(Records for the exercise Opens)

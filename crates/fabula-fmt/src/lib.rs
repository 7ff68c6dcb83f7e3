//! Canonical round-trip emitter: re-serializes a parsed [`Module`] back
//! into Fabula surface syntax.
//!
//! `emit_canonical` is the library entry point used by `fabulac emit -t
//! fab` and by the lowering emitter's tests (which check their input
//! against a known-canonical rendering before lowering it).

pub mod ir;
pub mod printer;
mod walker;

use fabula_parser::Module;
use printer::FormatConfig;

/// Render `module` as canonical Fabula source text.
pub fn emit_canonical(module: &Module) -> String {
    printer::print(&walker::walk_module(module), &FormatConfig::default())
}

#[cfg(test)]
mod tests {
    use super::*;
    use fabula_lexer::{lex, prepare};
    use fabula_parser::parse;

    fn reparse(src: &str) -> Module {
        let tokens = lex(src, "<test>").expect("lex");
        parse(prepare(tokens), "<test>").expect("parse")
    }

    fn emit_source(src: &str) -> String {
        emit_canonical(&reparse(src))
    }

    #[test]
    fn var_decl_round_trips() {
        let src = "varia numerus x = 1";
        let out = emit_source(src);
        assert_eq!(reparse(&out), reparse(src));
    }

    #[test]
    fn if_else_chain_round_trips() {
        let src = "si x { reddit 1 } sin y { reddit 2 } secus { reddit 3 }";
        let out = emit_source(src);
        assert_eq!(reparse(&out), reparse(src));
    }

    #[test]
    fn binary_precedence_is_parenthesized_on_reemit() {
        let src = "varia numerus x = (1 + 2) * 3";
        let out = emit_source(src);
        assert!(out.contains('('), "compound operands should be parenthesized: {out}");
        assert_eq!(reparse(&out), reparse(src));
    }

    #[test]
    fn whole_number_float_keeps_decimal_point() {
        let src = "varia fractus x = 1.0";
        let out = emit_source(src);
        assert!(out.contains("1.0"), "expected a forced decimal point, got: {out}");
        assert_eq!(reparse(&out), reparse(src));
    }

    #[test]
    fn class_with_private_field_round_trips() {
        let src = "genus Punctum { privata numerus x privata numerus y }";
        let out = emit_source(src);
        assert_eq!(reparse(&out), reparse(src));
    }

    #[test]
    fn emitting_twice_is_idempotent() {
        let src = "genus Punctum { privata numerus x functio sum() -> numerus { reddit ego.x } }";
        let once = emit_source(src);
        let module = reparse(&once);
        let twice = emit_canonical(&module);
        assert_eq!(once, twice);
    }
}
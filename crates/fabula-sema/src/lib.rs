//! Two-phase semantic analyzer for the Fabula surface language
//! (spec §4.3).
//!
//! `analyze` walks a parsed [`Module`] and produces a [`SemaContext`]:
//! populated registries for classes/enums/unions/interfaces/type
//! aliases, a global scope, a non-aborting diagnostics list, and a
//! type recorded for every expression node.

mod body;
mod context;
mod declare;
mod resolve;
mod scope;
mod types;

use fabula_parser::Module;

pub use context::{SemaContext, SemaDiagnostic};
pub use resolve::resolve_type;
pub use scope::{Scope, ScopeKind, Symbol, SymbolKind};
pub use types::{ClassShape, SemanticType};

pub fn analyze(module: &Module) -> SemaContext {
    let mut ctx = SemaContext::new();
    declare::collect(module, &mut ctx);
    body::analyze_module(module, &mut ctx);
    ctx
}

#[cfg(test)]
mod tests {
    use super::*;
    use fabula_lexer::{lex, prepare};

    fn analyze_source(source: &str) -> SemaContext {
        let tokens = prepare(lex(source, "test.fab").unwrap());
        let module = fabula_parser::parse(tokens, "test.fab").unwrap();
        analyze(&module)
    }

    #[test]
    fn typed_var_decl_uses_annotation() {
        let ctx = analyze_source("varia numerus x = 1");
        let symbol = ctx.global.lookup("x").unwrap();
        assert_eq!(symbol.ty, SemanticType::numerus());
    }

    #[test]
    fn untyped_var_decl_infers_from_initializer() {
        let ctx = analyze_source("varia x = \"hi\"");
        let symbol = ctx.global.lookup("x").unwrap();
        assert_eq!(symbol.ty, SemanticType::textus());
    }

    #[test]
    fn undefined_identifier_is_a_diagnostic() {
        let ctx = analyze_source("varia x = foo");
        assert!(ctx.diagnostics.iter().any(|d| d.message.contains("undefined identifier 'foo'")));
    }

    #[test]
    fn class_field_access_resolves() {
        let ctx = analyze_source(
            "genus Persona { textus nomen }\nfunctio saluta(Persona p) { scribe p.nomen }",
        );
        assert!(ctx.classes.contains_key("Persona"));
        assert!(!ctx.has_errors());
    }

    #[test]
    fn discriminated_union_variant_is_a_global_symbol() {
        let ctx = analyze_source("discretio Res { Bene { textus msg } Male { numerus code } }");
        assert!(ctx.global.lookup("Bene").is_some());
        assert!(ctx.global.lookup("Male").is_some());
    }

    #[test]
    fn for_loop_binding_takes_element_type() {
        let ctx = analyze_source("varia xs = [1, 2, 3]\nitera x in xs { scribe x }");
        assert!(!ctx.has_errors());
    }

    #[test]
    fn arithmetic_mixes_to_fractus() {
        let ctx = analyze_source("varia x = 1 + 2.0");
        let symbol = ctx.global.lookup("x").unwrap();
        assert_eq!(symbol.ty, SemanticType::fractus());
    }

    #[test]
    fn string_concat_stays_textus() {
        let ctx = analyze_source("varia x = \"a\" + \"b\"");
        assert_eq!(ctx.global.lookup("x").unwrap().ty, SemanticType::textus());
    }

    #[test]
    fn comparison_yields_bivalens() {
        let ctx = analyze_source("varia x = 1 < 2");
        assert_eq!(ctx.global.lookup("x").unwrap().ty, SemanticType::bivalens());
    }

    #[test]
    fn nihil_and_nonnihil_null_tests_yield_bivalens() {
        let ctx = analyze_source("varia y = 1\nvaria x = nihil y\nvaria z = nonnihil y");
        assert_eq!(ctx.global.lookup("x").unwrap().ty, SemanticType::bivalens());
        assert_eq!(ctx.global.lookup("z").unwrap().ty, SemanticType::bivalens());
    }
}
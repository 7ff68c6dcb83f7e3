//! Symbols and scopes (spec §4.3, design note §9 "Symbol tables as
//! owned scope trees").
//!
//! The teacher's `snow_typeck::env::TypeEnv` is a flat `Vec` of
//! `FxHashMap`s pushed/popped as a stack. The spec's data model calls
//! for scope-kind tagging (Global/Function/Block/Class) and a parent
//! *pointer* per scope rather than an implicit stack position, so each
//! `Scope` here owns its table and holds an `Rc` to its parent -- the
//! stack becomes a chain of owned nodes instead of array positions, but
//! lookup still walks outward exactly like `TypeEnv::lookup`.

use std::cell::RefCell;
use std::rc::Rc;

use rustc_hash::FxHashMap;

use fabula_common::Locus;

use crate::types::SemanticType;

#[derive(Debug, Clone, Copy, PartialEq, Eq)]
pub enum ScopeKind {
    Global,
    Function,
    Block,
    Class,
}

#[derive(Debug, Clone, Copy, PartialEq, Eq)]
pub enum SymbolKind {
    Variable,
    Function,
    Parameter,
    Type,
    Class,
    Enum,
    DiscriminatedUnion,
    Interface,
    Variant,
}

#[derive(Debug, Clone, PartialEq)]
pub struct Symbol {
    pub name: String,
    pub kind: SymbolKind,
    pub ty: SemanticType,
    pub mutable: bool,
    pub locus: Locus,
}

impl Symbol {
    pub fn new(name: impl Into<String>, kind: SymbolKind, ty: SemanticType, mutable: bool, locus: Locus) -> Self {
        Symbol { name: name.into(), kind, ty, mutable, locus }
    }
}

struct ScopeData {
    kind: ScopeKind,
    parent: Option<Scope>,
    symbols: FxHashMap<String, Rc<Symbol>>,
}

/// A lexical scope. Cheap to clone (an `Rc` bump) since every walker
/// that descends into a nested scope needs to hold onto both the child
/// and, through `parent`, every ancestor.
#[derive(Clone)]
pub struct Scope(Rc<RefCell<ScopeData>>);

impl Scope {
    /// The outermost scope of a semantic context. Has no parent.
    pub fn global() -> Scope {
        Scope(Rc::new(RefCell::new(ScopeData {
            kind: ScopeKind::Global,
            parent: None,
            symbols: FxHashMap::default(),
        })))
    }

    /// Open a new scope nested under `self`.
    pub fn child(&self, kind: ScopeKind) -> Scope {
        Scope(Rc::new(RefCell::new(ScopeData {
            kind,
            parent: Some(self.clone()),
            symbols: FxHashMap::default(),
        })))
    }

    pub fn kind(&self) -> ScopeKind {
        self.0.borrow().kind
    }

    pub fn parent(&self) -> Option<Scope> {
        self.0.borrow().parent.clone()
    }

    /// Bind `symbol` in this scope's own table, shadowing any binding
    /// of the same name in an enclosing scope.
    pub fn define(&self, symbol: Symbol) {
        self.0.borrow_mut().symbols.insert(symbol.name.clone(), Rc::new(symbol));
    }

    /// Look up `name`, searching this scope and then each ancestor in
    /// turn.
    pub fn lookup(&self, name: &str) -> Option<Rc<Symbol>> {
        if let Some(symbol) = self.0.borrow().symbols.get(name) {
            return Some(symbol.clone());
        }
        self.parent().and_then(|p| p.lookup(name))
    }

    /// Look up `name` in this scope's own table only, ignoring
    /// ancestors -- used to detect re-declaration within one scope.
    pub fn lookup_local(&self, name: &str) -> Option<Rc<Symbol>> {
        self.0.borrow().symbols.get(name).cloned()
    }

    /// Walk up to and return the nearest enclosing scope of `kind`, if
    /// any -- used to find the enclosing class scope from within a
    /// method body, for instance.
    pub fn enclosing(&self, kind: ScopeKind) -> Option<Scope> {
        if self.kind() == kind {
            return Some(self.clone());
        }
        self.parent().and_then(|p| p.enclosing(kind))
    }
}

#[cfg(test)]
mod tests {
    use super::*;
    use fabula_common::Locus;

    fn sym(name: &str, ty: SemanticType) -> Symbol {
        Symbol::new(name, SymbolKind::Variable, ty, true, Locus::start())
    }

    #[test]
    fn lookup_in_current_scope() {
        let global = Scope::global();
        global.define(sym("x", SemanticType::numerus()));
        assert!(global.lookup("x").is_some());
        assert!(global.lookup("y").is_none());
    }

    #[test]
    fn lookup_in_outer_scope() {
        let global = Scope::global();
        global.define(sym("x", SemanticType::numerus()));
        let inner = global.child(ScopeKind::Block);
        assert!(inner.lookup("x").is_some());
    }

    #[test]
    fn shadowing() {
        let global = Scope::global();
        global.define(sym("x", SemanticType::numerus()));
        let inner = global.child(ScopeKind::Block);
        inner.define(sym("x", SemanticType::textus()));

        assert_eq!(inner.lookup("x").unwrap().ty, SemanticType::textus());
        assert_eq!(global.lookup("x").unwrap().ty, SemanticType::numerus());
    }

    #[test]
    fn scope_cleanup_is_automatic() {
        let global = Scope::global();
        let inner = global.child(ScopeKind::Block);
        inner.define(sym("y", SemanticType::bivalens()));
        assert!(inner.lookup("y").is_some());
        // Dropping `inner` drops its table; `global` never saw `y`.
        drop(inner);
        assert!(global.lookup("y").is_none());
    }

    #[test]
    fn enclosing_finds_nearest_class_scope() {
        let global = Scope::global();
        let class_scope = global.child(ScopeKind::Class);
        let method_scope = class_scope.child(ScopeKind::Function);
        let block_scope = method_scope.child(ScopeKind::Block);
        assert!(block_scope.enclosing(ScopeKind::Class).is_some());
        assert!(block_scope.enclosing(ScopeKind::Global).is_some());
    }
}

(Records for the exercise Closes)

— Problem —
Copy every line from the entries that contains the word "scribe".

— Problem solution —
            "genus Persona { textus nomen }\nfunctio saluta(Persona p) { scribe p.nomen }",
        let ctx = analyze_source("varia xs = [1, 2, 3]\nitera x in xs { scribe x }");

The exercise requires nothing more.